C’est tiré en fait d’une chanson française La lettre à Monsieur le président qu’on a un peu adaptée, de Dutronc je crois. Chez nous, le summum de pouvoir qu’on peut atteindre c’est le caïd et après le super Caïd qui a un poste complètement à l’ouest car on ne sait pas du tout à quoi il sert. Et donc pour nous, l’incarnation de nos politiciens, de notre gouvernement, de notre bureaucratie c’est celui-là, c’est le super Caïd. Le caïd c’est un peu le suppléent du maire. Chez nous, si tu arrives à celui-là tu es déjà champion!
Vous vous attaquez un peu aux USA ou plutôt vous les raillez dans une de vos chansons…

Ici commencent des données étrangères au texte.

//! The post admin resource: form and table configuration, reactive form
//! rules, upload constraints and the create/edit/list/delete operations.

mod form;
mod reactive;
pub mod schema;
mod upload;

use std::sync::Arc;

use uuid::Uuid;

use crate::domain::{Post, SoftDeletes};
use crate::error::{DomainError, FieldErrors};
use crate::ports::{
    BaseRepository, CategoryRepository, PageRequest, Paginated, PostFilter, PostRepository,
    UserRepository,
};

pub use form::{
    CategoryForm, FormEvaluation, PUBLISHING_FIELDS, PermissionForm, PostForm, PostInput,
    UserForm, UserInput, evaluate, evaluate_category,
};
pub use reactive::{Debouncer, LIVE_DEBOUNCE, SlugMode, SlugSync};
pub use upload::{UploadCandidate, UploadRules};

/// Operations behind the post list, create and edit pages.
#[derive(Clone)]
pub struct PostResource {
    posts: Arc<dyn PostRepository>,
    categories: Arc<dyn CategoryRepository>,
    users: Arc<dyn UserRepository>,
}

impl PostResource {
    pub fn new(
        posts: Arc<dyn PostRepository>,
        categories: Arc<dyn CategoryRepository>,
        users: Arc<dyn UserRepository>,
    ) -> Self {
        Self {
            posts,
            categories,
            users,
        }
    }

    pub async fn list(
        &self,
        filter: &PostFilter,
        page: PageRequest,
    ) -> Result<Paginated<Post>, DomainError> {
        Ok(self.posts.list(filter, page).await?)
    }

    /// A live (not trashed) post.
    pub async fn find(&self, id: Uuid) -> Result<Post, DomainError> {
        match self.posts.find_by_id(id).await? {
            Some(post) if !post.is_trashed() => Ok(post),
            _ => Err(not_found(id)),
        }
    }

    pub async fn create(&self, form: PostForm) -> Result<Post, DomainError> {
        let input = form.validate_input()?;
        self.check_references(&input).await?;

        let post = self.posts.create(input.into_post()).await?;
        tracing::info!(post_id = %post.id, status = %post.status, "Post created");
        Ok(post)
    }

    pub async fn update(&self, id: Uuid, form: PostForm) -> Result<Post, DomainError> {
        let mut post = self.find(id).await?;
        let input = form.validate_input()?;
        self.check_references(&input).await?;

        input.apply_to(&mut post);
        let post = self.posts.update(post).await?;
        tracing::info!(post_id = %post.id, status = %post.status, "Post updated");
        Ok(post)
    }

    /// Toggle column of the table.
    pub async fn set_bring_to_light(&self, id: Uuid, value: bool) -> Result<(), DomainError> {
        self.find(id).await?;
        self.posts.set_bring_to_light(id, value).await?;
        Ok(())
    }

    pub async fn delete(&self, id: Uuid) -> Result<(), DomainError> {
        self.find(id).await?;
        self.posts.trash(id).await?;
        tracing::info!(post_id = %id, "Post moved to trash");
        Ok(())
    }

    /// Bulk delete action. Unknown or already trashed ids are skipped.
    pub async fn delete_many(&self, ids: &[Uuid]) -> Result<u64, DomainError> {
        let affected = self.posts.trash_many(ids).await?;
        tracing::info!(requested = ids.len(), affected, "Posts moved to trash");
        Ok(affected)
    }

    pub async fn restore(&self, id: Uuid) -> Result<Post, DomainError> {
        if self.posts.find_by_id(id).await?.is_none() {
            return Err(not_found(id));
        }
        self.posts.restore(id).await?;
        self.find(id).await
    }

    /// Category and author must exist and not be trashed.
    async fn check_references(&self, input: &PostInput) -> Result<(), DomainError> {
        let mut errors = FieldErrors::new();

        let category = self.categories.find_by_id(input.category_id).await?;
        if !category.is_some_and(|c| !c.is_trashed()) {
            errors.add("category_id", "The selected category is invalid.");
        }

        let author = self.users.find_by_id(input.author_id).await?;
        if !author.is_some_and(|u| !u.is_trashed()) {
            errors.add("author_id", "The selected author is invalid.");
        }

        Ok(errors.into_result()?)
    }
}

fn not_found(id: Uuid) -> DomainError {
    DomainError::NotFound {
        entity_type: "post",
        id,
    }
}
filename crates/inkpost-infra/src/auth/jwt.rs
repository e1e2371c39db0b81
//! JWT access tokens for back-office sessions.

use chrono::{TimeDelta, Utc};
use jsonwebtoken::{DecodingKey, EncodingKey, Header, Validation, decode, encode};
use serde::{Deserialize, Serialize};
use uuid::Uuid;

use inkpost_core::ports::{AuthError, TokenClaims, TokenService};

pub const DEFAULT_ISSUER: &str = "inkpost-admin";

/// JWT token service configuration.
#[derive(Debug, Clone)]
pub struct JwtConfig {
    pub secret: String,
    pub expiration_hours: i64,
    pub issuer: String,
}

impl Default for JwtConfig {
    fn default() -> Self {
        Self {
            secret: "change-me-in-production".to_string(),
            expiration_hours: 24,
            issuer: DEFAULT_ISSUER.to_string(),
        }
    }
}

#[derive(Debug, Serialize, Deserialize)]
struct Claims {
    sub: String,
    email: String,
    exp: i64,
    iat: i64,
    iss: String,
}

/// HS256 token issuer and verifier.
pub struct JwtTokenService {
    encoding_key: EncodingKey,
    decoding_key: DecodingKey,
    config: JwtConfig,
}

impl JwtTokenService {
    pub fn new(config: JwtConfig) -> Self {
        Self {
            encoding_key: EncodingKey::from_secret(config.secret.as_bytes()),
            decoding_key: DecodingKey::from_secret(config.secret.as_bytes()),
            config,
        }
    }
}

impl TokenService for JwtTokenService {
    fn generate_token(&self, user_id: Uuid, email: &str) -> Result<String, AuthError> {
        let now = Utc::now();
        let claims = Claims {
            sub: user_id.to_string(),
            email: email.to_string(),
            exp: (now + TimeDelta::hours(self.config.expiration_hours)).timestamp(),
            iat: now.timestamp(),
            iss: self.config.issuer.clone(),
        };

        encode(&Header::default(), &claims, &self.encoding_key)
            .map_err(|e| AuthError::InvalidToken(e.to_string()))
    }

    fn validate_token(&self, token: &str) -> Result<TokenClaims, AuthError> {
        let mut validation = Validation::default();
        validation.set_issuer(&[&self.config.issuer]);

        let data = decode::<Claims>(token, &self.decoding_key, &validation).map_err(|e| {
            match e.kind() {
                jsonwebtoken::errors::ErrorKind::ExpiredSignature => AuthError::TokenExpired,
                _ => AuthError::InvalidToken(e.to_string()),
            }
        })?;

        let user_id = Uuid::parse_str(&data.claims.sub)
            .map_err(|e| AuthError::InvalidToken(e.to_string()))?;

        Ok(TokenClaims {
            user_id,
            email: data.claims.email,
            exp: data.claims.exp,
        })
    }

    fn expiration_seconds(&self) -> i64 {
        self.config.expiration_hours * 3600
    }
}
#[cfg(feature = "postgres")]
use std::time::Duration;

#[cfg(feature = "postgres")]
use sea_orm::{ConnectOptions, Database, DbConn, DbErr};

/// Configuration for the main database.
#[derive(Debug, Clone)]
pub struct DatabaseConfig {
    pub url: String,
    pub max_connections: u32,
    pub min_connections: u32,
}

/// Open the connection pool.
#[cfg(feature = "postgres")]
pub async fn connect(config: &DatabaseConfig) -> Result<DbConn, DbErr> {
    tracing::info!("Initializing database connection...");

    let opts = ConnectOptions::new(&config.url)
        .max_connections(config.max_connections)
        .min_connections(config.min_connections)
        .connect_timeout(Duration::from_secs(10))
        .idle_timeout(Duration::from_secs(300))
        .sqlx_logging(true)
        .to_owned();

    let conn = Database::connect(opts).await?;
    tracing::info!("Database connected (pool: {})", config.max_connections);

    Ok(conn)
}
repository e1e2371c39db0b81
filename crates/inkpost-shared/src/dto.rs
//! Data Transfer Objects - request/response types for the admin API.

use chrono::{DateTime, Utc};
use serde::{Deserialize, Serialize};
use uuid::Uuid;

/// Request to login.
#[derive(Debug, Clone, Serialize, Deserialize)]
pub struct LoginRequest {
    pub email: String,
    pub password: String,
}

/// Response containing authentication tokens.
#[derive(Debug, Clone, Serialize, Deserialize)]
pub struct AuthResponse {
    pub access_token: String,
    pub token_type: String,
    pub expires_in: u64,
}

impl AuthResponse {
    pub fn bearer(access_token: String, expires_in: u64) -> Self {
        Self {
            access_token,
            token_type: "Bearer".to_string(),
            expires_in,
        }
    }
}

/// A back-office account, without its password hash.
#[derive(Debug, Clone, Serialize, Deserialize)]
pub struct UserResponse {
    pub id: Uuid,
    pub name: String,
    pub email: String,
    pub created_at: DateTime<Utc>,
    pub updated_at: DateTime<Utc>,
    #[serde(skip_serializing_if = "Option::is_none")]
    pub deleted_at: Option<DateTime<Utc>>,
}

/// Create or edit a user. On edit an absent password keeps the current one.
#[derive(Debug, Clone, Default, Serialize, Deserialize)]
pub struct UserRequest {
    pub name: Option<String>,
    pub email: Option<String>,
    pub password: Option<String>,
}

/// Create or rename a permission.
#[derive(Debug, Clone, Default, Serialize, Deserialize)]
pub struct PermissionRequest {
    pub name: Option<String>,
}

/// Query string of the post table.
#[derive(Debug, Clone, Default, Serialize, Deserialize)]
pub struct PostListQuery {
    pub page: Option<u64>,
    pub per_page: Option<u64>,
    pub author: Option<Uuid>,
    pub category: Option<Uuid>,
    pub status: Option<String>,
}

/// Bulk delete action payload.
#[derive(Debug, Clone, Serialize, Deserialize)]
pub struct BulkDeleteRequest {
    pub ids: Vec<Uuid>,
}

#[derive(Debug, Clone, Serialize, Deserialize)]
pub struct BulkDeleteResponse {
    pub deleted: u64,
}

/// Toggle column payload.
#[derive(Debug, Clone, Serialize, Deserialize)]
pub struct ToggleRequest {
    pub value: bool,
}

/// Query string of the upload endpoint; the file itself is the raw body.
#[derive(Debug, Clone, Serialize, Deserialize)]
pub struct UploadQuery {
    pub file_name: String,
    /// Files already attached to the form being edited.
    #[serde(default)]
    pub existing: usize,
}

/// A stored attachment, ready to be put into the post form.
#[derive(Debug, Clone, Serialize, Deserialize)]
pub struct UploadResponse {
    pub path: String,
    pub original_name: String,
    pub url: String,
}

#[derive(Debug, Clone, Serialize, Deserialize)]
pub struct SlugQuery {
    pub text: String,
}

#[derive(Debug, Clone, Serialize, Deserialize)]
pub struct SlugResponse {
    pub slug: String,
}

#[cfg(test)]
mod tests {
    use super::*;

    #[test]
    fn test_list_query_fields_are_optional() {
        let query: PostListQuery = serde_json::from_str("{}").unwrap();
        assert!(query.page.is_none());
        assert!(query.status.is_none());
    }

    #[test]
    fn test_upload_query_defaults_existing() {
        let query: UploadQuery = serde_json::from_str(r#"{"file_name":"cover.png"}"#).unwrap();
        assert_eq!(query.existing, 0);
    }

    #[test]
    fn test_user_response_omits_live_tombstone() {
        let now = Utc::now();
        let json = serde_json::to_value(UserResponse {
            id: Uuid::new_v4(),
            name: "Ada".into(),
            email: "ada@example.com".into(),
            created_at: now,
            updated_at: now,
            deleted_at: None,
        })
        .unwrap();
        assert!(json.get("deleted_at").is_none());
        assert!(json.get("password_hash").is_none());
    }
}
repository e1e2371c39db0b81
//! Observability module - request IDs.

mod request_id;

pub use request_id::{RequestId, RequestIdMiddleware};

C’est de l’ironie, de la dérision. On aurait bien aimé être le pays le plus fort du monde, économiquement le plus puissant. Comme on ne peut pas l’être, eh bien on les titille un peu. C’est mignon.
Vous êtes un peu nationalisé et fier de Casablanca.
On est fier de notre quartier, de notre famille, de notre ville, de nous en tant qu’individus car c’est aussi ça le problème chez nous, Maghrébins, Arabes, on nous a toujours appris à nous fondre dans la collectivité, donc on part de nous et on monte plus haut, je préfère enkebar biya et de mon pays après. On parle de plusieurs sujets, on part donc du super Caïd, puis on arrive à «l’maricaine…»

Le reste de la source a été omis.